╭─ SUPPLIED ENTRIES

impl PteTemplates {
    /// Build the templates for a variant
    ///
    /// # Arguments
    ///
    /// * `variant` - MMU variant selected at boot
    /// * `dcache_write_through` - the data cache cannot write back
    /// * `write_allocate` - request write-allocate for write-back memory
    ///   (XScale `X` bit, ARMv7 `TEX=001`)
    pub fn new(variant: MmuVariant, dcache_write_through: bool, write_allocate: bool) -> Self {
        let mut t = Self {
            variant,
            l1_s_proto: 0,
            l1_c_proto: 0,
            l2_l_proto: L2_TYPE_L,
            l2_s_proto: 0,
            l1_s_cache_mask: 0,
            l2_l_cache_mask: 0,
            l2_s_cache_mask: 0,
            l1_s_cache_mode: 0,
            l2_l_cache_mode: 0,
            l2_s_cache_mode: 0,
            l1_s_cache_mode_pt: 0,
            l2_l_cache_mode_pt: 0,
            l2_s_cache_mode_pt: 0,
            l2_s_prot_u: 0,
            l2_s_prot_w: 0,
            l2_s_prot_mask: 0,
            dcache_write_through,
            write_allocate,
        };

        match variant {
            MmuVariant::Generic => {
                t.l1_s_proto = L1_TYPE_S | L1_S_IMP;
                t.l1_c_proto = L1_TYPE_C | L1_C_IMP2;
                t.l2_s_proto = L2_TYPE_S;
                t.l1_s_cache_mask = L1_S_B | L1_S_C;
                t.l2_l_cache_mask = L2_B | L2_C;
                t.l2_s_cache_mask = L2_B | L2_C;
                t.l2_s_prot_u = l2_ap(AP_U);
                t.l2_s_prot_w = l2_ap(AP_W);
            }
            MmuVariant::XScale => {
                t.l1_s_proto = L1_TYPE_S;
                t.l1_c_proto = L1_TYPE_C;
                t.l2_s_proto = L2_TYPE_XSCALE_XS;
                t.l1_s_cache_mask = L1_S_B | L1_S_C | l1_s_xscale_tex(TEX_XSCALE_X);
                t.l2_l_cache_mask = L2_B | L2_C | l2_xscale_l_tex(TEX_XSCALE_X);
                t.l2_s_cache_mask = L2_B | L2_C | l2_xscale_t_tex(TEX_XSCALE_X);
                t.l2_s_prot_u = l2_ap0(AP_U);
                t.l2_s_prot_w = l2_ap0(AP_W);
            }
            MmuVariant::V7 => {
                t.l1_s_proto = L1_TYPE_S;
                t.l1_c_proto = L1_TYPE_C;
                t.l2_s_proto = L2_TYPE_S;
                t.l1_s_cache_mask = L1_S_B | L1_S_C | l1_s_v7_tex(0x7);
                t.l2_l_cache_mask = L2_B | L2_C | l2_v7_l_tex(0x7);
                t.l2_s_cache_mask = L2_B | L2_C | l2_v7_s_tex(0x7);
                t.l2_s_prot_u = l2_v7_ap(0b010);
                // AP2 set means read-only on ARMv7
                t.l2_s_prot_w = L2_V7_APX;
            }
        }
        t.l2_s_prot_mask = t.l2_s_prot_u | t.l2_s_prot_w;

        t.l1_s_cache_mode = t.cache_bits(CacheMode::WriteBack, Granularity::Section);
        t.l2_l_cache_mode = t.cache_bits(CacheMode::WriteBack, Granularity::LargePage);
        t.l2_s_cache_mode = t.cache_bits(CacheMode::WriteBack, Granularity::SmallPage);
        t.l1_s_cache_mode_pt = t.cache_bits(CacheMode::PageTable, Granularity::Section);
        t.l2_l_cache_mode_pt = t.cache_bits(CacheMode::PageTable, Granularity::LargePage);
        t.l2_s_cache_mode_pt = t.cache_bits(CacheMode::PageTable, Granularity::SmallPage);
        t
    }

    /// Protection bits for a mapping
    ///
    /// Readability is implied; `writable` selects read/write over read-only.
    pub fn protection_bits(&self, kind: PteKind, writable: bool, gran: Granularity) -> u32 {
        match self.variant {
            MmuVariant::Generic | MmuVariant::XScale => {
                let mut ap = 0;
                if kind == PteKind::User {
                    ap |= AP_U;
                }
                if writable {
                    ap |= AP_W;
                }
                match gran {
                    Granularity::Section => l1_s_ap(ap),
                    Granularity::LargePage => l2_ap(ap),
                    Granularity::SmallPage if self.variant == MmuVariant::XScale => l2_ap0(ap),
                    Granularity::SmallPage => l2_ap(ap),
                }
            }
            MmuVariant::V7 => {
                let ap = match (kind, writable) {
                    (PteKind::Kernel, true) => AP_V7_KRW,
                    (PteKind::Kernel, false) => AP_V7_KR,
                    (PteKind::User, true) => AP_V7_KRWURW,
                    (PteKind::User, false) => AP_V7_KRUR,
                };
                match gran {
                    Granularity::Section => l1_s_v7_ap(ap),
                    Granularity::LargePage | Granularity::SmallPage => l2_v7_ap(ap),
                }
            }
        }
    }

    /// Cache-control bits for a cache mode
    pub fn cache_bits(&self, mode: CacheMode, gran: Granularity) -> u32 {
        // B and C sit at the same positions in every descriptor type.
        let (b, c) = (L2_B, L2_C);
        match self.variant {
            MmuVariant::Generic => match mode {
                CacheMode::WriteBack => b | c,
                CacheMode::WriteThrough => c,
                CacheMode::NonCacheable => 0,
                CacheMode::Device => b,
                CacheMode::PageTable if self.dcache_write_through => b | c,
                CacheMode::PageTable => c,
            },
            MmuVariant::XScale => {
                let x = match gran {
                    Granularity::Section => l1_s_xscale_tex(TEX_XSCALE_X),
                    Granularity::LargePage => l2_xscale_l_tex(TEX_XSCALE_X),
                    Granularity::SmallPage => l2_xscale_t_tex(TEX_XSCALE_X),
                };
                match mode {
                    CacheMode::WriteBack if self.write_allocate => x | b | c,
                    CacheMode::WriteBack => b | c,
                    CacheMode::WriteThrough | CacheMode::PageTable => c,
                    CacheMode::NonCacheable => 0,
                    CacheMode::Device => b,
                }
            }
            MmuVariant::V7 => {
                let tex = |v: u32| match gran {
                    Granularity::Section => l1_s_v7_tex(v),
                    Granularity::LargePage => l2_v7_l_tex(v),
                    Granularity::SmallPage => l2_v7_s_tex(v),
                };
                match mode {
                    CacheMode::WriteBack if self.write_allocate => tex(1) | b | c,
                    CacheMode::WriteBack => b | c,
                    CacheMode::WriteThrough | CacheMode::PageTable => c,
                    CacheMode::NonCacheable => tex(1),
                    CacheMode::Device => b,
                }
            }
        }
    }

    /// Execute-never bits for a non-executable mapping
    pub fn execute_never(&self, gran: Granularity) -> u32 {
        match (self.variant, gran) {
            (MmuVariant::V7, Granularity::Section) => L1_S_V7_XN,
            (MmuVariant::V7, Granularity::LargePage) => L2_V7_L_XN,
            (MmuVariant::V7, Granularity::SmallPage) => L2_V7_S_XN,
            _ => 0,
        }
    }

    /// Small page protection bits
    #[inline]
    pub fn l2_s_prot(&self, kind: PteKind, writable: bool) -> u32 {
        self.protection_bits(kind, writable, Granularity::SmallPage)
    }

    /// Small page type bits, carrying execute-never where supported
    #[inline]
    pub fn l2_s_proto_exec(&self, exec: bool) -> u32 {
        if exec {
            self.l2_s_proto
        } else {
            self.l2_s_proto | self.execute_never(Granularity::SmallPage)
        }
    }

    /// Check whether a small page entry allows writes
    #[inline]
    pub fn l2_s_writable(&self, pte: u32) -> bool {
        match self.variant {
            MmuVariant::V7 => pte & L2_V7_APX == 0,
            _ => pte & self.l2_s_prot_w != 0,
        }
    }

    /// Grant write access in a small page entry
    #[inline]
    pub fn l2_s_set_writable(&self, pte: u32) -> u32 {
        match self.variant {
            MmuVariant::V7 => pte & !L2_V7_APX,
            _ => pte | self.l2_s_prot_w,
        }
    }

    /// Revoke write access in a small page entry
    #[inline]
    pub fn l2_s_clear_writable(&self, pte: u32) -> u32 {
        match self.variant {
            MmuVariant::V7 => pte | L2_V7_APX,
            _ => pte & !self.l2_s_prot_w,
        }
    }

    /// Check whether a small page entry is accessible from user mode
    #[inline]
    pub fn l2_s_user(&self, pte: u32) -> bool {
        pte & self.l2_s_prot_u != 0
    }

    /// Turn a reference-emulated (invalid) entry back into a small page
    #[inline]
    pub fn l2_s_revalidate(&self, pte: u32, exec: bool) -> u32 {
        (pte & !(L2_TYPE_MASK | self.execute_never(Granularity::SmallPage)))
            | self.l2_s_proto_exec(exec)
    }

    /// Cache bits used for the page-copy and page-zero hooks
    ///
    /// XScale routes these through the mini-data cache so bulk copies do not
    /// evict the main data cache.
    pub fn l2_s_hook_cache_mode(&self) -> u32 {
        match self.variant {
            MmuVariant::XScale => L2_C | l2_xscale_t_tex(TEX_XSCALE_X),
            _ => self.l2_s_cache_mode,
        }
    }

    /// Coarse L1 descriptor pointing at an L2 table
    #[inline]
    pub fn l1_c_entry(&self, l2_phys: PAddr, domain: u8) -> u32 {
        ((l2_phys as u32) & L1_C_ADDR_MASK) | l1_c_dom(domain) | self.l1_c_proto
    }

    /// Complete small page descriptor
    pub fn l2_s_entry(&self, pa: PAddr, kind: PteKind, prot: VmProt, mode: CacheMode) -> u32 {
        self.l2_s_proto_exec(prot.can_execute())
            | ((pa as u32) & (L2_S_FRAME as u32))
            | self.l2_s_prot(kind, prot.can_write())
            | self.cache_bits(mode, Granularity::SmallPage)
    }

    /// Check whether a small page entry carries any cache attributes
    #[inline]
    pub fn l2_s_cached(&self, pte: u32) -> bool {
        pte & self.l2_s_cache_mask != 0
    }
}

╰─

TASK GOAL —
Could you state the number of lines above in which the word "PAddr" appears? Give that number by itself.

WRITTEN ANSWER —
2